▸ **WHAT THIS TASK INVOLVES**: Sort through the data and copy the lines holding the word "conversation".

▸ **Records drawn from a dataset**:
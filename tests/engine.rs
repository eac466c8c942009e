use std::collections::VecDeque;
use std::sync::{Arc, Mutex};

use async_trait::async_trait;
use tempfile::TempDir;

use desk_assist::assistant::{AskOptions, Assistant};
use desk_assist::config::Config;
use desk_assist::conversation::Conversation;
use desk_assist::embedding::DisabledProvider;
use desk_assist::error::GatewayError;
use desk_assist::functions::FunctionCatalog;
use desk_assist::models::{ChatReply, ChatRequest, FunctionCall, Message, Role};
use desk_assist::traits::{ChatBackend, ImageGenerator};

/// Chat backend that plays back a fixed list of replies and records every
/// request it receives.
struct Scripted {
    replies: Mutex<VecDeque<Result<ChatReply, GatewayError>>>,
    requests: Mutex<Vec<ChatRequest>>,
}

impl Scripted {
    fn new(replies: Vec<Result<ChatReply, GatewayError>>) -> Arc<Self> {
        Arc::new(Self {
            replies: Mutex::new(replies.into()),
            requests: Mutex::new(Vec::new()),
        })
    }

    fn requests(&self) -> Vec<ChatRequest> {
        self.requests.lock().unwrap().clone()
    }
}

#[async_trait]
impl ChatBackend for Scripted {
    async fn chat(&self, request: &ChatRequest) -> Result<ChatReply, GatewayError> {
        self.requests.lock().unwrap().push(request.clone());
        self.replies
            .lock()
            .unwrap()
            .pop_front()
            .unwrap_or_else(|| Err(GatewayError::InvalidResponse("Invalid response".into())))
    }
}

struct NoImages;

#[async_trait]
impl ImageGenerator for NoImages {
    async fn generate(&self, _description: &str) -> Result<Vec<u8>, GatewayError> {
        Ok(Vec::new())
    }
}

fn answer(text: &str) -> Result<ChatReply, GatewayError> {
    Ok(ChatReply {
        message: Message::assistant(text),
        tokens_used: 7,
    })
}

fn call(name: &str, arguments: &str) -> Result<ChatReply, GatewayError> {
    Ok(ChatReply {
        message: Message {
            role: Role::Assistant,
            content: None,
            name: None,
            function_call: Some(FunctionCall {
                name: name.to_string(),
                arguments: arguments.to_string(),
            }),
        },
        tokens_used: 11,
    })
}

fn test_config(tmp: &TempDir) -> Config {
    let mut config = Config::default();
    config.index.path = tmp.path().join("index");
    config.functions.data_file = tmp.path().join("data.txt");
    config
}

fn assistant_with(backend: Arc<Scripted>, config: &Config) -> Assistant {
    Assistant::with_backends(config, backend, Arc::new(NoImages), Arc::new(DisabledProvider))
}

fn chart_catalog() -> FunctionCatalog {
    FunctionCatalog::with_builtins(Arc::new(NoImages), "data.txt".into())
}

// ============ Engine ============

#[tokio::test]
async fn test_turn_stops_at_function_call_limit() {
    let replies = (0..12).map(|_| call("ShowChart", r#"{"data":[1]}"#)).collect();
    let backend = Scripted::new(replies);
    let mut conversation = Conversation::new(backend.clone(), &Config::default().chat);
    let catalog = chart_catalog();

    let results = conversation
        .complete_batch("loop forever", catalog.declarations())
        .await
        .unwrap();

    assert_eq!(results.len(), 10);
    assert!(results.iter().all(|r| r.function_called));
    assert_eq!(backend.requests().len(), 10);
}

#[tokio::test]
async fn test_decorated_name_rewritten_in_history() {
    let backend = Scripted::new(vec![
        call("functions.ShowChart", r#"{"data":[1,2]}"#),
        answer("done"),
    ]);
    let mut conversation = Conversation::new(backend.clone(), &Config::default().chat);
    let catalog = chart_catalog();

    let mut turn = conversation.start_turn("chart please", catalog.declarations(), false);
    let first = turn.advance(None).await.unwrap();
    assert!(first.function_called);
    assert_eq!(first.payload, "ShowChart");

    let second = turn.advance(Some("Complete".to_string())).await.unwrap();
    assert!(!second.function_called);
    assert!(turn.is_done());
    drop(turn);

    let recorded = conversation
        .history()
        .iter()
        .find_map(|m| m.function_call.as_ref())
        .unwrap();
    assert_eq!(recorded.name, "ShowChart");

    let follow_up = &backend.requests()[1];
    let function_message = follow_up
        .messages
        .iter()
        .find(|m| m.role == Role::Function)
        .unwrap();
    assert_eq!(function_message.name.as_deref(), Some("ShowChart"));
}

#[tokio::test]
async fn test_history_kept_between_turns() {
    let backend = Scripted::new(vec![answer("first"), answer("second")]);
    let mut conversation = Conversation::new(backend.clone(), &Config::default().chat);

    conversation.start_turn("one", &[], false).advance(None).await.unwrap();
    conversation.start_turn("two", &[], true).advance(None).await.unwrap();

    let requests = backend.requests();
    assert_eq!(requests[1].messages.len(), 3);
    assert_eq!(requests[1].messages[0].content_str(), "one");
}

// ============ Assistant ============

#[tokio::test]
async fn test_bar_chart_end_to_end() {
    let tmp = TempDir::new().unwrap();
    let backend = Scripted::new(vec![
        call("ShowChart", r#"{"data":[3,2,1],"style":"bar"}"#),
        answer("Here is your chart."),
    ]);
    let mut assistant = assistant_with(backend.clone(), &test_config(&tmp));

    let options = AskOptions {
        use_functions: true,
        ..AskOptions::default()
    };
    let reply = assistant.ask("show bar chart of 3 2 1", options).await;

    assert_eq!(reply.status, "Complete, 18 token(s) used");
    assert!(reply
        .response
        .starts_with(r#"Call ShowChart ( {"data":[3,2,1],"style":"bar"} )"#));
    assert!(reply.response.ends_with("Here is your chart."));

    let image = reply.image.expect("chart rendered");
    assert!(image.starts_with(&[0x89, b'P', b'N', b'G']));

    let requests = backend.requests();
    assert_eq!(requests.len(), 2);
    assert_eq!(requests[0].function_call.as_deref(), Some("auto"));
    let function_message = requests[1]
        .messages
        .iter()
        .find(|m| m.role == Role::Function)
        .unwrap();
    assert_eq!(function_message.content_str(), "Complete");
}

#[tokio::test]
async fn test_empty_prompt_makes_no_call() {
    let tmp = TempDir::new().unwrap();
    let backend = Scripted::new(vec![]);
    let mut assistant = assistant_with(backend.clone(), &test_config(&tmp));

    let reply = assistant.ask("   ", AskOptions::default()).await;
    assert_eq!(reply.status, "Empty prompt");
    assert!(reply.response.is_empty());
    assert!(backend.requests().is_empty());
}

#[tokio::test]
async fn test_plain_answer_without_functions() {
    let tmp = TempDir::new().unwrap();
    let backend = Scripted::new(vec![answer("Paris.")]);
    let mut assistant = assistant_with(backend, &test_config(&tmp));

    let reply = assistant.ask("capital of France?", AskOptions::default()).await;
    assert_eq!(reply.response, "Paris.");
    assert_eq!(reply.status, "Complete, 7 token(s) used");
    assert!(reply.image.is_none());
}

#[tokio::test]
async fn test_unknown_function_resumes_turn() {
    let tmp = TempDir::new().unwrap();
    let backend = Scripted::new(vec![call("Paint", "{}"), answer("I can not paint.")]);
    let mut assistant = assistant_with(backend.clone(), &test_config(&tmp));

    let options = AskOptions {
        use_functions: true,
        ..AskOptions::default()
    };
    let reply = assistant.ask("paint a cat", options).await;
    assert!(reply.status.starts_with("Complete"));

    let requests = backend.requests();
    let function_message = requests[1]
        .messages
        .iter()
        .find(|m| m.role == Role::Function)
        .unwrap();
    assert_eq!(function_message.content_str(), "Unknown function");
}

#[tokio::test]
async fn test_invalid_arguments_abort_turn() {
    let tmp = TempDir::new().unwrap();
    let backend = Scripted::new(vec![call("ShowChart", r#"{"style":"bar"}"#)]);
    let mut assistant = assistant_with(backend.clone(), &test_config(&tmp));

    let options = AskOptions {
        use_functions: true,
        ..AskOptions::default()
    };
    let reply = assistant.ask("chart nothing", options).await;
    assert!(reply.response.is_empty());
    assert!(reply.status.contains("ShowChart"), "status: {}", reply.status);
    assert!(reply.status.ends_with("11 token(s) used"));
    assert_eq!(backend.requests().len(), 1);
}

#[tokio::test]
async fn test_call_limit_reported() {
    let tmp = TempDir::new().unwrap();
    let replies = (0..12).map(|_| call("ShowChart", r#"{"data":[1]}"#)).collect();
    let backend = Scripted::new(replies);
    let mut assistant = assistant_with(backend.clone(), &test_config(&tmp));

    let options = AskOptions {
        use_functions: true,
        ..AskOptions::default()
    };
    let reply = assistant.ask("loop", options).await;
    assert_eq!(reply.status, "Function call limit reached, 110 token(s) used");
    assert_eq!(reply.response.matches("Call ShowChart").count(), 10);
    assert_eq!(backend.requests().len(), 10);
    assert!(reply.image.is_some());
}

#[tokio::test]
async fn test_context_falls_back_to_model_when_index_empty() {
    let tmp = TempDir::new().unwrap();
    let backend = Scripted::new(vec![answer("From the model.")]);
    let mut assistant = assistant_with(backend.clone(), &test_config(&tmp));

    let options = AskOptions {
        use_context: true,
        ..AskOptions::default()
    };
    let reply = assistant.ask("what do my notes say?", options).await;
    assert_eq!(reply.response, "From the model.");
    assert!(reply.source.is_none());
    assert_eq!(backend.requests().len(), 1);
}

#[tokio::test]
async fn test_set_model_switches_retrieval_answers() {
    let mut server = mockito::Server::new_async().await;
    let _models = server
        .mock("GET", "/models")
        .with_status(200)
        .with_header("content-type", "application/json")
        .with_body(r#"{"data":[{"id":"gpt-4o"},{"id":"gpt-4o-mini"}]}"#)
        .create_async()
        .await;

    let tmp = TempDir::new().unwrap();
    let mut config = test_config(&tmp);
    config.api.base_url = server.url();
    config.api.api_key_env = "DESK_ASSIST_ENGINE_TEST_KEY".to_string();
    config.embedding.provider = "disabled".to_string();
    std::env::set_var("DESK_ASSIST_ENGINE_TEST_KEY", "test-key");
    let mut assistant = Assistant::from_config(&config).unwrap();

    assistant.set_model("gpt-4o").await.unwrap();
    assert_eq!(assistant.conversation().model(), "gpt-4o");
    assert_eq!(assistant.index().answer_model(), "gpt-4o");

    assert!(assistant.set_model("no-such-model").await.is_err());
    assert_eq!(assistant.index().answer_model(), "gpt-4o");
}

#[tokio::test]
async fn test_load_data_feeds_file_content() {
    let tmp = TempDir::new().unwrap();
    let config = test_config(&tmp);
    std::fs::write(&config.functions.data_file, "1,2,3").unwrap();
    let backend = Scripted::new(vec![
        call("LoadData", r#"{"datatype":"salary"}"#),
        answer("Loaded."),
    ]);
    let mut assistant = assistant_with(backend.clone(), &config);

    let options = AskOptions {
        use_functions: true,
        ..AskOptions::default()
    };
    let reply = assistant.ask("load salary data", options).await;
    assert!(reply.status.starts_with("Complete"));

    let requests = backend.requests();
    let function_message = requests[1]
        .messages
        .iter()
        .find(|m| m.role == Role::Function)
        .unwrap();
    assert_eq!(function_message.content_str(), "1,2,3");
}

▸ **RESULT OF THIS EXERCISE**:
use desk_assist::conversation::Conversation;
    let mut conversation = Conversation::new(backend.clone(), &Config::default().chat);
    let results = conversation
    let mut conversation = Conversation::new(backend.clone(), &Config::default().chat);
    let mut turn = conversation.start_turn("chart please", catalog.declarations(), false);
    let recorded = conversation
    let mut conversation = Conversation::new(backend.clone(), &Config::default().chat);
    conversation.start_turn("one", &[], false).advance(None).await.unwrap();
    conversation.start_turn("two", &[], true).advance(None).await.unwrap();
    assert_eq!(assistant.conversation().model(), "gpt-4o");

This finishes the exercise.